Acutely malnourished weanling mice administered Flt3 ligand can support a cell-mediated inflammatory response

The main objective of this investigation was to determine whether, despite acute (wasting) deficits of dietary nitrogen and energy, weanling mice could respond to the dendritic cell hematopoietin, Fms-like tyrosine kinase 3 ligand (F1t3L), in terms of an index of cell-mediated inflammatory competence. Male and female C57BL/6J weanlings were used, initially 19 days of age, and malnutrition was produced using a nitrogen-deficient diet. In preliminary work ten daily subcutaneous 1.0 tig doses of murine FIt3L, comparable to a protocol effective in humans, expanded the splenic conventional dendritic cell compartment (CD11c(+)F4/80(-/low)) of healthy weanlings without affecting the numbers of lymphocytes, macrophages, or recoverable mononuclear cells.
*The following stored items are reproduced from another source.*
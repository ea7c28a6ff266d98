// STRIDE classification over trust-zone ranks

use crate::graph::{DataFlowGraph, Zone};
use crate::threat::{Threat, ThreatMap};
use std::collections::HashSet;
use tracing::debug;

/// Rank of the canonical untrusted zone.
pub const UNTRUSTED_ZONE: Zone = 0;
/// Rank of the canonical trusted zone.
pub const TRUSTED_ZONE: Zone = 1;

pub type ZoneRule = fn(Zone, Zone) -> bool;

/// Flow moves from a less trusted zone into a more trusted one.
pub fn enters_higher_trust(source: Zone, destination: Zone) -> bool {
    source < destination
}

/// Flow moves from a more trusted zone into a less trusted one.
pub fn leaves_to_lower_trust(source: Zone, destination: Zone) -> bool {
    source > destination
}

pub fn crosses_untrusted_to_trusted(source: Zone, destination: Zone) -> bool {
    source == UNTRUSTED_ZONE && destination == TRUSTED_ZONE
}

fn matching_flows(graph: &DataFlowGraph, rule: ZoneRule) -> Vec<Threat> {
    graph
        .flows()
        .filter(|flow| rule(flow.source.zone, flow.destination.zone))
        .map(|flow| Threat::from_flow(&flow))
        .collect()
}

/// Threats present in both lists, compared by flow id, in `left` order.
pub fn intersect_by_flow(left: &[Threat], right: &[Threat]) -> Vec<Threat> {
    let right_ids: HashSet<&str> = right.iter().map(|t| t.flow_id.as_str()).collect();
    left.iter()
        .filter(|t| right_ids.contains(t.flow_id.as_str()))
        .cloned()
        .collect()
}

/// Evaluate every flow against every category.
///
/// Tampering shares the Elevation of Privilege rule and Denial of Service
/// shares the Spoofing rule. Repudiation is the flows flagged for both
/// Spoofing and Tampering.
pub fn classify(graph: &DataFlowGraph) -> ThreatMap {
    let spoofing = matching_flows(graph, crosses_untrusted_to_trusted);
    let tampering = matching_flows(graph, enters_higher_trust);
    let repudiation = intersect_by_flow(&spoofing, &tampering);

    let threats = ThreatMap {
        repudiation,
        information_disclosure: matching_flows(graph, leaves_to_lower_trust),
        denial_of_service: matching_flows(graph, crosses_untrusted_to_trusted),
        elevation_of_privilege: matching_flows(graph, enters_higher_trust),
        spoofing,
        tampering,
    };

    for (category, found) in threats.iter() {
        debug!(category = category.as_str(), count = found.len(), "classified");
    }
    debug!(
        flows = graph.flow_count(),
        threats = threats.total(),
        "classification complete"
    );

    threats
}

#[cfg(test)]
mod tests {
    use super::*;

    fn two_zone_graph() -> DataFlowGraph {
        let mut graph = DataFlowGraph::new();
        graph.add_node("out", "Outside", UNTRUSTED_ZONE).unwrap();
        graph.add_node("in", "Inside", TRUSTED_ZONE).unwrap();
        graph.add_flow("inbound", "out", "in", "in").unwrap();
        graph.add_flow("outbound", "in", "out", "in").unwrap();
        graph
    }

    #[test]
    fn test_every_category_is_evaluated() {
        let threats = classify(&two_zone_graph());
        for (category, found) in threats.iter() {
            assert_eq!(found.len(), 1, "{} should flag one flow", category);
        }
        assert_eq!(threats.repudiation[0].flow_id, "inbound");
        assert_eq!(threats.information_disclosure[0].flow_id, "outbound");
    }

    #[test]
    fn test_untrusted_to_trusted_is_literal() {
        assert!(crosses_untrusted_to_trusted(0, 1));
        assert!(!crosses_untrusted_to_trusted(0, 2));
        assert!(!crosses_untrusted_to_trusted(1, 2));
    }
}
Two subsequent experiments showed that, despite advancing malnutrition, exogenous F1t3L was able both to exert its classic influence on splenic conventional dendritic cell numbers and to invigorate the attenuated primary splenic cell-mediated inflammatory response to sheep erythrocytes. A final experiment showed that the cytokine intervention did not affect dendritic cell maturity according to several phenotypic indices. The findings provide new support for the proposition that dendritic cell numbers are the first limiting factor in the weak cell-mediated immune competence of acute pre-pubescent malnutrition. More substantially, intervention with F1t3L sustained an inflammatory systemic immune character despite progressive weanling malnutrition and weight loss. This outcome provides new support of fundamental character for the Tolerance Model which posits that the cell mediated inflammatory incompetence of acute pre-pubescent protein and energy deficits is a regulated adaptive attempt, the antithesis of the classic paradigm of unregulated immunological attrition.